With no line omitted, restate the records below exactly as they appear.

----------

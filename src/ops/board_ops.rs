use std::collections::HashSet;

use tracing::debug;

use crate::model::board::Board;
use crate::model::config::OrderConfig;
use crate::model::order::{LinkChange, LinkChanges, OrderId, Orderable, Placement};
use crate::model::todo::{TodoCategory, TodoItem};
use crate::ops::chain::{ChainDefect, OrderError, sort_in_place};
use crate::ops::link_ops::{append_element, move_element, remove_element, reposition};

/// Error type for board operations
#[derive(Debug, thiserror::Error)]
pub enum BoardError {
    #[error("category not found: {0}")]
    CategoryNotFound(OrderId),
    #[error("item not found: {0}")]
    ItemNotFound(OrderId),
    #[error(transparent)]
    Order(#[from] OrderError),
}

impl Board {
    /// Build a board from records as stored, putting every chain in order.
    pub fn from_categories(
        categories: Vec<TodoCategory>,
        config: OrderConfig,
    ) -> Result<Self, BoardError> {
        let mut board = Board::new(config);
        board.set_categories(categories)?;
        Ok(board)
    }

    /// Replace the board's contents. On error the board is unchanged.
    pub fn set_categories(&mut self, mut categories: Vec<TodoCategory>) -> Result<(), BoardError> {
        for category in &mut categories {
            sort_in_place(&mut category.items, &self.config)?;
        }
        sort_in_place(&mut categories, &self.config)?;
        debug!(
            categories = categories.len(),
            items = categories.iter().map(|c| c.items.len()).sum::<usize>(),
            strategy = %self.config.strategy,
            "board loaded"
        );
        self.categories = categories;
        Ok(())
    }

    // -----------------------------------------------------------------------
    // Categories
    // -----------------------------------------------------------------------

    /// Add a category at the end of the board.
    pub fn add_category(&mut self, mut category: TodoCategory) -> Result<LinkChanges, BoardError> {
        sort_in_place(&mut category.items, &self.config)?;
        let id = category.id;
        let changes = append_element(&mut self.categories, category)?;
        debug!(id, changed = changes.len(), "added category");
        Ok(changes)
    }

    /// Replace a category's title. Links and items are kept.
    pub fn update_category(&mut self, id: OrderId, title: &str) -> Result<(), BoardError> {
        let category = self.category_mut(id)?;
        category.title = title.trim().to_string();
        Ok(())
    }

    /// Remove a category with all its items. Dependencies on the removed
    /// items are dropped from the items that remain.
    pub fn remove_category(
        &mut self,
        id: OrderId,
    ) -> Result<(TodoCategory, LinkChanges), BoardError> {
        let (removed, changes) = match remove_element(&mut self.categories, id) {
            Ok(removed) => removed,
            Err(OrderError::ElementNotFound { .. }) => return Err(BoardError::CategoryNotFound(id)),
            Err(e) => return Err(e.into()),
        };
        let gone: HashSet<OrderId> = removed.items.iter().map(|i| i.id).collect();
        let pruned = self.prune_dependencies(&gone);
        debug!(id, items = removed.items.len(), pruned, "removed category");
        Ok((removed, changes))
    }

    pub fn move_category(
        &mut self,
        id: OrderId,
        placement: Placement,
    ) -> Result<LinkChanges, BoardError> {
        self.category_index(id)?;
        let mut categories = self.categories.clone();
        let changes = move_element(&mut categories, id, placement)?;
        settle(&mut categories, id, &self.config)?;
        self.categories = categories;
        debug!(id, ?placement, changed = changes.len(), "moved category");
        Ok(changes)
    }

    // -----------------------------------------------------------------------
    // Items
    // -----------------------------------------------------------------------

    /// Add an item at the end of the category named by its `category_id`.
    pub fn add_item(&mut self, item: TodoItem) -> Result<LinkChanges, BoardError> {
        if let Some(existing) = self.item(item.id) {
            return Err(OrderError::from(ChainDefect::DuplicateId(existing.id)).into());
        }
        let (id, category_id) = (item.id, item.category_id);
        let category = self.category_mut(category_id)?;
        let changes = append_element(&mut category.items, item)?;
        debug!(id, category_id, changed = changes.len(), "added item");
        Ok(changes)
    }

    /// Replace an item's payload (title, state, tags, dependencies, date).
    /// Its links and category are kept.
    pub fn update_item(&mut self, updated: TodoItem) -> Result<(), BoardError> {
        let (ci, ii) = self.item_position(updated.id)?;
        let item = &mut self.categories[ci].items[ii];
        item.title = updated.title;
        item.done = updated.done;
        item.tags = updated.tags;
        item.dependencies = updated.dependencies;
        item.added = updated.added;
        Ok(())
    }

    /// Remove an item. Dependencies on it are dropped from other items.
    pub fn remove_item(&mut self, id: OrderId) -> Result<(TodoItem, LinkChanges), BoardError> {
        let (ci, _) = self.item_position(id)?;
        let (removed, changes) = remove_element(&mut self.categories[ci].items, id)?;
        let pruned = self.prune_dependencies(&HashSet::from([id]));
        debug!(id, pruned, changed = changes.len(), "removed item");
        Ok((removed, changes))
    }

    /// Move an item within its category, or into another one.
    ///
    /// A move across categories takes the item out of its old chain, appends
    /// it to the target chain and then moves it to `placement` there.
    pub fn move_item(
        &mut self,
        id: OrderId,
        target_category: Option<OrderId>,
        placement: Placement,
    ) -> Result<LinkChanges, BoardError> {
        let (source, _) = self.item_position(id)?;
        let source_id = self.categories[source].id;
        let target_id = target_category.unwrap_or(source_id);
        let target = self.category_index(target_id)?;

        if target == source {
            let mut items = self.categories[source].items.clone();
            let changes = move_element(&mut items, id, placement)?;
            settle(&mut items, id, &self.config)?;
            self.categories[source].items = items;
            debug!(id, ?placement, changed = changes.len(), "moved item");
            return Ok(changes);
        }

        let mut source_items = self.categories[source].items.clone();
        let mut target_items = self.categories[target].items.clone();

        let (mut item, mut changes) = remove_element(&mut source_items, id)?;
        let original = self.categories[source]
            .items
            .iter()
            .find(|i| i.id == id)
            .map(|i| i.links())
            .unwrap_or_default();
        item.category_id = target_id;
        changes.merge(append_element(&mut target_items, item)?);
        changes.merge(move_element(&mut target_items, id, placement)?);
        settle(&mut target_items, id, &self.config)?;

        // The moved item's own change runs from where it started, not from
        // the detached state it passed through.
        let moved_links = target_items
            .iter()
            .find(|i| i.id == id)
            .map(|i| i.links())
            .unwrap_or_default();
        changes.0.retain(|c| c.id != id);
        if moved_links != original {
            changes.0.push(LinkChange {
                id,
                before: original,
                after: moved_links,
            });
        }

        self.categories[source].items = source_items;
        self.categories[target].items = target_items;
        debug!(
            id,
            from = source_id,
            to = target_id,
            ?placement,
            changed = changes.len(),
            "moved item across categories"
        );
        Ok(changes)
    }

    // -----------------------------------------------------------------------
    // Helpers
    // -----------------------------------------------------------------------

    fn category_index(&self, id: OrderId) -> Result<usize, BoardError> {
        self.categories
            .iter()
            .position(|c| c.id == id)
            .ok_or(BoardError::CategoryNotFound(id))
    }

    fn category_mut(&mut self, id: OrderId) -> Result<&mut TodoCategory, BoardError> {
        let idx = self.category_index(id)?;
        Ok(&mut self.categories[idx])
    }

    fn item_position(&self, id: OrderId) -> Result<(usize, usize), BoardError> {
        self.categories
            .iter()
            .enumerate()
            .find_map(|(ci, c)| c.items.iter().position(|i| i.id == id).map(|ii| (ci, ii)))
            .ok_or(BoardError::ItemNotFound(id))
    }

    /// Drop dependencies on `gone` from every item. Returns how many were
    /// dropped.
    fn prune_dependencies(&mut self, gone: &HashSet<OrderId>) -> usize {
        let mut pruned = 0;
        for item in self.categories.iter_mut().flat_map(|c| c.items.iter_mut()) {
            let before = item.dependencies.len();
            item.dependencies.retain(|d| !gone.contains(d));
            pruned += before - item.dependencies.len();
        }
        pruned
    }
}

----------

Response below:
filename src/ops/board_ops.rs
use std::collections::HashSet;

use tracing::debug;

use crate::model::board::Board;
use crate::model::config::OrderConfig;
use crate::model::order::{LinkChange, LinkChanges, OrderId, Orderable, Placement};
use crate::model::todo::{TodoCategory, TodoItem};
use crate::ops::chain::{ChainDefect, OrderError, sort_in_place};
use crate::ops::link_ops::{append_element, move_element, remove_element, reposition};

/// Error type for board operations
#[derive(Debug, thiserror::Error)]
pub enum BoardError {
    #[error("category not found: {0}")]
    CategoryNotFound(OrderId),
    #[error("item not found: {0}")]
    ItemNotFound(OrderId),
    #[error(transparent)]
    Order(#[from] OrderError),
}

impl Board {
    /// Build a board from records as stored, putting every chain in order.
    pub fn from_categories(
        categories: Vec<TodoCategory>,
        config: OrderConfig,
    ) -> Result<Self, BoardError> {
        let mut board = Board::new(config);
        board.set_categories(categories)?;
        Ok(board)
    }

    /// Replace the board's contents. On error the board is unchanged.
    pub fn set_categories(&mut self, mut categories: Vec<TodoCategory>) -> Result<(), BoardError> {
        for category in &mut categories {
            sort_in_place(&mut category.items, &self.config)?;
        }
        sort_in_place(&mut categories, &self.config)?;
        debug!(
            categories = categories.len(),
            items = categories.iter().map(|c| c.items.len()).sum::<usize>(),
            strategy = %self.config.strategy,
            "board loaded"
        );
        self.categories = categories;
        Ok(())
    }

    // -----------------------------------------------------------------------
    // Categories
    // -----------------------------------------------------------------------

    /// Add a category at the end of the board.
    pub fn add_category(&mut self, mut category: TodoCategory) -> Result<LinkChanges, BoardError> {
        sort_in_place(&mut category.items, &self.config)?;
        let id = category.id;
        let changes = append_element(&mut self.categories, category)?;
        debug!(id, changed = changes.len(), "added category");
        Ok(changes)
    }

    /// Replace a category's title. Links and items are kept.
    pub fn update_category(&mut self, id: OrderId, title: &str) -> Result<(), BoardError> {
        let category = self.category_mut(id)?;
        category.title = title.trim().to_string();
        Ok(())
    }

    /// Remove a category with all its items. Dependencies on the removed
    /// items are dropped from the items that remain.
    pub fn remove_category(
        &mut self,
        id: OrderId,
    ) -> Result<(TodoCategory, LinkChanges), BoardError> {
        let (removed, changes) = match remove_element(&mut self.categories, id) {
            Ok(removed) => removed,
            Err(OrderError::ElementNotFound { .. }) => return Err(BoardError::CategoryNotFound(id)),
            Err(e) => return Err(e.into()),
        };
        let gone: HashSet<OrderId> = removed.items.iter().map(|i| i.id).collect();
        let pruned = self.prune_dependencies(&gone);
        debug!(id, items = removed.items.len(), pruned, "removed category");
        Ok((removed, changes))
    }

    pub fn move_category(
        &mut self,
        id: OrderId,
        placement: Placement,
    ) -> Result<LinkChanges, BoardError> {
        self.category_index(id)?;
        let mut categories = self.categories.clone();
        let changes = move_element(&mut categories, id, placement)?;
        settle(&mut categories, id, &self.config)?;
        self.categories = categories;
        debug!(id, ?placement, changed = changes.len(), "moved category");
        Ok(changes)
    }

    // -----------------------------------------------------------------------
    // Items
    // -----------------------------------------------------------------------

    /// Add an item at the end of the category named by its `category_id`.
    pub fn add_item(&mut self, item: TodoItem) -> Result<LinkChanges, BoardError> {
        if let Some(existing) = self.item(item.id) {
            return Err(OrderError::from(ChainDefect::DuplicateId(existing.id)).into());
        }
        let (id, category_id) = (item.id, item.category_id);
        let category = self.category_mut(category_id)?;
        let changes = append_element(&mut category.items, item)?;
        debug!(id, category_id, changed = changes.len(), "added item");
        Ok(changes)
    }

    /// Replace an item's payload (title, state, tags, dependencies, date).
    /// Its links and category are kept.
    pub fn update_item(&mut self, updated: TodoItem) -> Result<(), BoardError> {
        let (ci, ii) = self.item_position(updated.id)?;
        let item = &mut self.categories[ci].items[ii];
        item.title = updated.title;
        item.done = updated.done;
        item.tags = updated.tags;
        item.dependencies = updated.dependencies;
        item.added = updated.added;
        Ok(())
    }

    /// Remove an item. Dependencies on it are dropped from other items.
    pub fn remove_item(&mut self, id: OrderId) -> Result<(TodoItem, LinkChanges), BoardError> {
        let (ci, _) = self.item_position(id)?;
        let (removed, changes) = remove_element(&mut self.categories[ci].items, id)?;
        let pruned = self.prune_dependencies(&HashSet::from([id]));
        debug!(id, pruned, changed = changes.len(), "removed item");
        Ok((removed, changes))
    }

    /// Move an item within its category, or into another one.
    ///
    /// A move across categories takes the item out of its old chain, appends
    /// it to the target chain and then moves it to `placement` there.
    pub fn move_item(
        &mut self,
        id: OrderId,
        target_category: Option<OrderId>,
        placement: Placement,
    ) -> Result<LinkChanges, BoardError> {
        let (source, _) = self.item_position(id)?;
        let source_id = self.categories[source].id;
        let target_id = target_category.unwrap_or(source_id);
        let target = self.category_index(target_id)?;

        if target == source {
            let mut items = self.categories[source].items.clone();
            let changes = move_element(&mut items, id, placement)?;
            settle(&mut items, id, &self.config)?;
            self.categories[source].items = items;
            debug!(id, ?placement, changed = changes.len(), "moved item");
            return Ok(changes);
        }

        let mut source_items = self.categories[source].items.clone();
        let mut target_items = self.categories[target].items.clone();

        let (mut item, mut changes) = remove_element(&mut source_items, id)?;
        let original = self.categories[source]
            .items
            .iter()
            .find(|i| i.id == id)
            .map(|i| i.links())
            .unwrap_or_default();
        item.category_id = target_id;
        changes.merge(append_element(&mut target_items, item)?);
        changes.merge(move_element(&mut target_items, id, placement)?);
        settle(&mut target_items, id, &self.config)?;

        // The moved item's own change runs from where it started, not from
        // the detached state it passed through.
        let moved_links = target_items
            .iter()
            .find(|i| i.id == id)
            .map(|i| i.links())
            .unwrap_or_default();
        changes.0.retain(|c| c.id != id);
        if moved_links != original {
            changes.0.push(LinkChange {
                id,
                before: original,
                after: moved_links,
            });
        }

        self.categories[source].items = source_items;
        self.categories[target].items = target_items;
        debug!(
            id,
            from = source_id,
            to = target_id,
            ?placement,
            changed = changes.len(),
            "moved item across categories"
        );
        Ok(changes)
    }

    // -----------------------------------------------------------------------
    // Helpers
    // -----------------------------------------------------------------------

    fn category_index(&self, id: OrderId) -> Result<usize, BoardError> {
        self.categories
            .iter()
            .position(|c| c.id == id)
            .ok_or(BoardError::CategoryNotFound(id))
    }

    fn category_mut(&mut self, id: OrderId) -> Result<&mut TodoCategory, BoardError> {
        let idx = self.category_index(id)?;
        Ok(&mut self.categories[idx])
    }

    fn item_position(&self, id: OrderId) -> Result<(usize, usize), BoardError> {
        self.categories
            .iter()
            .enumerate()
            .find_map(|(ci, c)| c.items.iter().position(|i| i.id == id).map(|ii| (ci, ii)))
            .ok_or(BoardError::ItemNotFound(id))
    }

    /// Drop dependencies on `gone` from every item. Returns how many were
    /// dropped.
    fn prune_dependencies(&mut self, gone: &HashSet<OrderId>) -> usize {
        let mut pruned = 0;
        for item in self.categories.iter_mut().flat_map(|c| c.items.iter_mut()) {
            let before = item.dependencies.len();
            item.dependencies.retain(|d| !gone.contains(d));
            pruned += before - item.dependencies.len();
        }
        pruned
    }
}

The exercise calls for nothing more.